Industry-wide indeed. Blue Cross FloridaBlue has terminated roughly 300,000 policies — about 80 percent of its individual customer base. Kaiser Permanente has notified 160,000 policyholders — about half its customer base in California — that their current plans are going away. An incredible 800,000 policies offered through Horizon Blue Cross Blue Shield, Aetna “and others” in New Jersey must be scrapped because they don’t meet Obamacare’s “keep your policy” grandfathering requirements.
At the same time, Obamacare’s Medicaid expansion in those States which have set up their own health insurance exchanges is far outpacing the enrollment rate for would-be paying customers who’d rather be penalized than pay the ridiculous Obamacare prices.

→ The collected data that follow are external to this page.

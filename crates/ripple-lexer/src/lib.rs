// Ripple lexer -- tokenizer for the Ripple graph DSL.

mod cursor;

use cursor::Cursor;
use ripple_common::token::{keyword_from_str, Token, TokenKind};

/// The Ripple lexer. Converts source text into a stream of tokens.
///
/// Implements `Iterator<Item = Token>` so callers can consume tokens lazily
/// or collect them with [`Lexer::tokenize`]. Whitespace and comments are
/// emitted as trivia tokens so the parser can build a lossless syntax tree.
pub struct Lexer<'src> {
    cursor: Cursor<'src>,
    emitted_eof: bool,
}

impl<'src> Lexer<'src> {
    pub fn new(source: &'src str) -> Self {
        Self {
            cursor: Cursor::new(source),
            emitted_eof: false,
        }
    }

    /// Tokenize the entire source, including the final `Eof` token.
    pub fn tokenize(source: &str) -> Vec<Token> {
        Lexer::new(source).collect()
    }

    fn produce_token(&mut self) -> Token {
        let start = self.cursor.pos();

        let Some(c) = self.cursor.peek() else {
            return Token::new(TokenKind::Eof, start, start);
        };

        match c {
            // ── Trivia ──────────────────────────────────────────────────
            ' ' | '\t' | '\n' | '\r' => {
                self.cursor
                    .eat_while(|c| matches!(c, ' ' | '\t' | '\n' | '\r'));
                Token::new(TokenKind::Whitespace, start, self.cursor.pos())
            }

            // `%` comment, `%{ %}` block comment, `%!` test marker
            '%' => self.lex_percent(start),

            // ── Single-character delimiters ─────────────────────────────
            '(' => self.single(TokenKind::LParen, start),
            ')' => self.single(TokenKind::RParen, start),
            '[' => self.single(TokenKind::LBracket, start),
            ']' => self.single(TokenKind::RBracket, start),
            '{' => self.single(TokenKind::LBrace, start),
            '}' => self.single(TokenKind::RBrace, start),
            ',' => self.single(TokenKind::Comma, start),
            ';' => self.single(TokenKind::Semicolon, start),
            ':' => self.single(TokenKind::Colon, start),
            '#' => self.single(TokenKind::NumberSign, start),
            '^' => self.single(TokenKind::Caret, start),
            '\'' => self.single(TokenKind::Transpose, start),
            '\\' => self.single(TokenKind::Backslash, start),
            '*' => self.single(TokenKind::Star, start),
            '/' => self.single(TokenKind::Slash, start),

            // ── Multi-character operators ───────────────────────────────
            '=' => self.lex_eq(start),
            '!' => self.lex_bang(start),
            '<' => self.lex_angle(start, TokenKind::LAngle, TokenKind::Le),
            '>' => self.lex_angle(start, TokenKind::RAngle, TokenKind::Ge),
            '+' => self.lex_plus(start),
            '-' => self.lex_minus(start),
            '.' => self.lex_period(start),

            // ── Literals ────────────────────────────────────────────────
            '0'..='9' => self.lex_number(start),
            '"' => self.lex_string(start),

            // ── Identifiers, keywords, and `min=`-family reductions ─────
            c if is_ident_start(c) => self.lex_ident(start),

            _ => {
                self.cursor.advance();
                Token::new(TokenKind::Error, start, self.cursor.pos())
            }
        }
    }

    fn single(&mut self, kind: TokenKind, start: u32) -> Token {
        self.cursor.advance();
        Token::new(kind, start, self.cursor.pos())
    }

    /// `%` -> line comment, `%{` -> block comment, `%!` -> test marker.
    fn lex_percent(&mut self, start: u32) -> Token {
        self.cursor.advance(); // consume '%'
        match self.cursor.peek() {
            Some('!') => {
                self.cursor.advance();
                Token::new(TokenKind::Test, start, self.cursor.pos())
            }
            Some('{') => self.lex_block_comment(start),
            _ => {
                self.cursor.eat_while(|c| c != '\n');
                Token::new(TokenKind::Comment, start, self.cursor.pos())
            }
        }
    }

    /// Block comment `%{ ... %}`. Unterminated comments become `Error`.
    fn lex_block_comment(&mut self, start: u32) -> Token {
        self.cursor.advance(); // consume '{'
        loop {
            match self.cursor.peek() {
                None => return Token::new(TokenKind::Error, start, self.cursor.pos()),
                Some('%') if self.cursor.peek_next() == Some('}') => {
                    self.cursor.advance();
                    self.cursor.advance();
                    return Token::new(TokenKind::Comment, start, self.cursor.pos());
                }
                Some(_) => {
                    self.cursor.advance();
                }
            }
        }
    }

    /// `=` -> `Assign`, `==` -> `Eq`
    fn lex_eq(&mut self, start: u32) -> Token {
        self.cursor.advance();
        if self.cursor.peek() == Some('=') {
            self.cursor.advance();
            Token::new(TokenKind::Eq, start, self.cursor.pos())
        } else {
            Token::new(TokenKind::Assign, start, self.cursor.pos())
        }
    }

    /// `!=` -> `Ne`; a bare `!` is an error token.
    fn lex_bang(&mut self, start: u32) -> Token {
        self.cursor.advance();
        if self.cursor.peek() == Some('=') {
            self.cursor.advance();
            Token::new(TokenKind::Ne, start, self.cursor.pos())
        } else {
            Token::new(TokenKind::Error, start, self.cursor.pos())
        }
    }

    /// `<` / `<=` and `>` / `>=`.
    fn lex_angle(&mut self, start: u32, bare: TokenKind, with_eq: TokenKind) -> Token {
        self.cursor.advance();
        if self.cursor.peek() == Some('=') {
            self.cursor.advance();
            Token::new(with_eq, start, self.cursor.pos())
        } else {
            Token::new(bare, start, self.cursor.pos())
        }
    }

    /// `+` -> `Plus`, `+=` -> `PlusReduce`
    fn lex_plus(&mut self, start: u32) -> Token {
        self.cursor.advance();
        if self.cursor.peek() == Some('=') {
            self.cursor.advance();
            Token::new(TokenKind::PlusReduce, start, self.cursor.pos())
        } else {
            Token::new(TokenKind::Plus, start, self.cursor.pos())
        }
    }

    /// `-` -> `Minus`, `->` -> `RArrow`
    fn lex_minus(&mut self, start: u32) -> Token {
        self.cursor.advance();
        if self.cursor.peek() == Some('>') {
            self.cursor.advance();
            Token::new(TokenKind::RArrow, start, self.cursor.pos())
        } else {
            Token::new(TokenKind::Minus, start, self.cursor.pos())
        }
    }

    /// `.` -> `Period`, `.*` -> `DotStar`, `./` -> `DotSlash`
    fn lex_period(&mut self, start: u32) -> Token {
        self.cursor.advance();
        match self.cursor.peek() {
            Some('*') => {
                self.cursor.advance();
                Token::new(TokenKind::DotStar, start, self.cursor.pos())
            }
            Some('/') => {
                self.cursor.advance();
                Token::new(TokenKind::DotSlash, start, self.cursor.pos())
            }
            _ => Token::new(TokenKind::Period, start, self.cursor.pos()),
        }
    }

    /// Decimal integer or float. A `.` makes a float only when followed by a
    /// digit, so `x[1].field` still lexes the period separately. Scientific
    /// notation (`1e5`, `2.5e-3`) produces a float.
    fn lex_number(&mut self, start: u32) -> Token {
        self.cursor.eat_while(|c| c.is_ascii_digit());

        let mut is_float = false;
        if self.cursor.peek() == Some('.')
            && self.cursor.peek_next().is_some_and(|c| c.is_ascii_digit())
        {
            is_float = true;
            self.cursor.advance(); // '.'
            self.cursor.eat_while(|c| c.is_ascii_digit());
        }

        if matches!(self.cursor.peek(), Some('e' | 'E')) {
            let after_e = self.cursor.peek_next();
            let digit_after = |c: Option<char>| c.is_some_and(|c| c.is_ascii_digit());
            if digit_after(after_e) || matches!(after_e, Some('+' | '-')) {
                is_float = true;
                self.cursor.advance(); // 'e'
                if matches!(self.cursor.peek(), Some('+' | '-')) {
                    self.cursor.advance();
                }
                self.cursor.eat_while(|c| c.is_ascii_digit());
            }
        }

        let kind = if is_float {
            TokenKind::FloatLiteral
        } else {
            TokenKind::IntLiteral
        };
        Token::new(kind, start, self.cursor.pos())
    }

    /// Double-quoted string with `\` escapes. Unterminated -> `Error`.
    fn lex_string(&mut self, start: u32) -> Token {
        self.cursor.advance(); // opening '"'
        loop {
            match self.cursor.peek() {
                None | Some('\n') => {
                    return Token::new(TokenKind::Error, start, self.cursor.pos());
                }
                Some('"') => {
                    self.cursor.advance();
                    return Token::new(TokenKind::StringLiteral, start, self.cursor.pos());
                }
                Some('\\') => {
                    self.cursor.advance();
                    self.cursor.advance();
                }
                Some(_) => {
                    self.cursor.advance();
                }
            }
        }
    }

    /// Identifier, keyword, or a reduction operator spelled as
    /// `min=`/`max=`/`asyncMin=`/`asyncMax=` (the `=` must be adjacent and
    /// not part of `==`).
    fn lex_ident(&mut self, start: u32) -> Token {
        self.cursor.advance();
        self.cursor.eat_while(is_ident_continue);
        let text = self.cursor.slice(start, self.cursor.pos());

        let reduce_kind = match text {
            "min" => Some(TokenKind::MinReduce),
            "max" => Some(TokenKind::MaxReduce),
            "asyncMin" => Some(TokenKind::AsyncMinReduce),
            "asyncMax" => Some(TokenKind::AsyncMaxReduce),
            _ => None,
        };
        if let Some(kind) = reduce_kind {
            if self.cursor.peek() == Some('=') && self.cursor.peek_next() != Some('=') {
                self.cursor.advance(); // '='
                return Token::new(kind, start, self.cursor.pos());
            }
        }

        let kind = keyword_from_str(text).unwrap_or(TokenKind::Ident);
        Token::new(kind, start, self.cursor.pos())
    }
}

impl<'src> Iterator for Lexer<'src> {
    type Item = Token;

    fn next(&mut self) -> Option<Token> {
        if self.emitted_eof {
            return None;
        }
        let token = self.produce_token();
        if token.kind == TokenKind::Eof {
            self.emitted_eof = true;
        }
        Some(token)
    }
}

fn is_ident_start(c: char) -> bool {
    c.is_alphabetic() || c == '_'
}

fn is_ident_continue(c: char) -> bool {
    c.is_alphanumeric() || c == '_'
}

#[cfg(test)]
mod tests {
    use super::*;

    fn kinds(source: &str) -> Vec<TokenKind> {
        Lexer::tokenize(source)
            .into_iter()
            .map(|t| t.kind)
            .filter(|k| !k.is_trivia())
            .collect()
    }

    #[test]
    fn lex_const_decl() {
        assert_eq!(
            kinds("const x : int = 5;"),
            vec![
                TokenKind::Const,
                TokenKind::Ident,
                TokenKind::Colon,
                TokenKind::Int,
                TokenKind::Assign,
                TokenKind::IntLiteral,
                TokenKind::Semicolon,
                TokenKind::Eof,
            ]
        );
    }

    #[test]
    fn lex_apply_chain() {
        assert_eq!(
            kinds("edges.from(src).apply(f);"),
            vec![
                TokenKind::Ident,
                TokenKind::Period,
                TokenKind::From,
                TokenKind::LParen,
                TokenKind::Ident,
                TokenKind::RParen,
                TokenKind::Period,
                TokenKind::Apply,
                TokenKind::LParen,
                TokenKind::Ident,
                TokenKind::RParen,
                TokenKind::Semicolon,
                TokenKind::Eof,
            ]
        );
    }

    #[test]
    fn lex_reduce_operators() {
        assert_eq!(
            kinds("a += b; c min= d; e asyncMax= f;"),
            vec![
                TokenKind::Ident,
                TokenKind::PlusReduce,
                TokenKind::Ident,
                TokenKind::Semicolon,
                TokenKind::Ident,
                TokenKind::MinReduce,
                TokenKind::Ident,
                TokenKind::Semicolon,
                TokenKind::Ident,
                TokenKind::AsyncMaxReduce,
                TokenKind::Ident,
                TokenKind::Semicolon,
                TokenKind::Eof,
            ]
        );
    }

    #[test]
    fn min_followed_by_comparison_stays_ident() {
        // `min == x` must not lex as `min=` `= x`.
        assert_eq!(
            kinds("min == x"),
            vec![TokenKind::Ident, TokenKind::Eq, TokenKind::Ident, TokenKind::Eof]
        );
    }

    #[test]
    fn lex_elementwise_and_transpose() {
        assert_eq!(
            kinds("a .* b ./ c' ^ d \\ e"),
            vec![
                TokenKind::Ident,
                TokenKind::DotStar,
                TokenKind::Ident,
                TokenKind::DotSlash,
                TokenKind::Ident,
                TokenKind::Transpose,
                TokenKind::Caret,
                TokenKind::Ident,
                TokenKind::Backslash,
                TokenKind::Ident,
                TokenKind::Eof,
            ]
        );
    }

    #[test]
    fn lex_label_delimiters() {
        assert_eq!(
            kinds("#s1# while"),
            vec![
                TokenKind::NumberSign,
                TokenKind::Ident,
                TokenKind::NumberSign,
                TokenKind::While,
                TokenKind::Eof,
            ]
        );
    }

    #[test]
    fn lex_floats() {
        assert_eq!(
            kinds("1.5 2 0.25e-3 7e2"),
            vec![
                TokenKind::FloatLiteral,
                TokenKind::IntLiteral,
                TokenKind::FloatLiteral,
                TokenKind::FloatLiteral,
                TokenKind::Eof,
            ]
        );
    }

    #[test]
    fn float_dot_requires_digit() {
        // The period only joins a float when a digit follows, so `1.relabel`
        // lexes as an int, a period, and a bare identifier.
        assert_eq!(
            kinds("1.relabel"),
            vec![
                TokenKind::IntLiteral,
                TokenKind::Period,
                TokenKind::Ident,
                TokenKind::Eof,
            ]
        );
    }

    #[test]
    fn lex_comments_and_test_marker() {
        assert_eq!(
            kinds("% a comment\n%{ block %} %! f() == 4;"),
            vec![
                TokenKind::Test,
                TokenKind::Ident,
                TokenKind::LParen,
                TokenKind::RParen,
                TokenKind::Eq,
                TokenKind::IntLiteral,
                TokenKind::Semicolon,
                TokenKind::Eof,
            ]
        );
    }

    #[test]
    fn trivia_preserves_source_text() {
        let source = "const  x = 1; % trailing\n";
        let tokens = Lexer::tokenize(source);
        let rebuilt: String = tokens
            .iter()
            .map(|t| &source[t.span.start as usize..t.span.end as usize])
            .collect();
        assert_eq!(rebuilt, source);
    }

    #[test]
    fn lex_string_literal() {
        assert_eq!(
            kinds(r#"load ("graph.el")"#),
            vec![
                TokenKind::Load,
                TokenKind::LParen,
                TokenKind::StringLiteral,
                TokenKind::RParen,
                TokenKind::Eof,
            ]
        );
    }
}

Summarizing the first days of the Obamacare rollout, industry watcher Bob Laszewski cites Washington State as one example:
Washington state appears to be off to a very clean start. They are saying they have finalized enrollment for about 25,000 lives––most in Medicaid. They also say another 37,000 have completed insurance exchange applications that are awaiting premium payments due in December. Washington has about 1 million uninsured and another 200,000 in the individual market. So, they appear to be on their way to enrolling about 5% of their potential market in both Medicaid and the exchange. That likely says something about where exchanges would be if they had not had the problems.
I will suggest that comparing Washington state’s health exchange experience to that of the federal exchange in the coming months, and the many states running their own exchange who also had problems, will be helpful in understanding just how damaging this start was.
For perspective, Laszewski points out that the American individual health insurance marketplace is made up of about 19 million people (a remarkably low number to begin with). Of those, 16 million have held policies that do not qualify to be “grandfathered” in under Obamacare’s new industry and individual regulations.
In each case, circumstances differ greatly from one individual policy to the next. But in the majority of cases, result is the same: You can’t, it turns out, keep your current plan.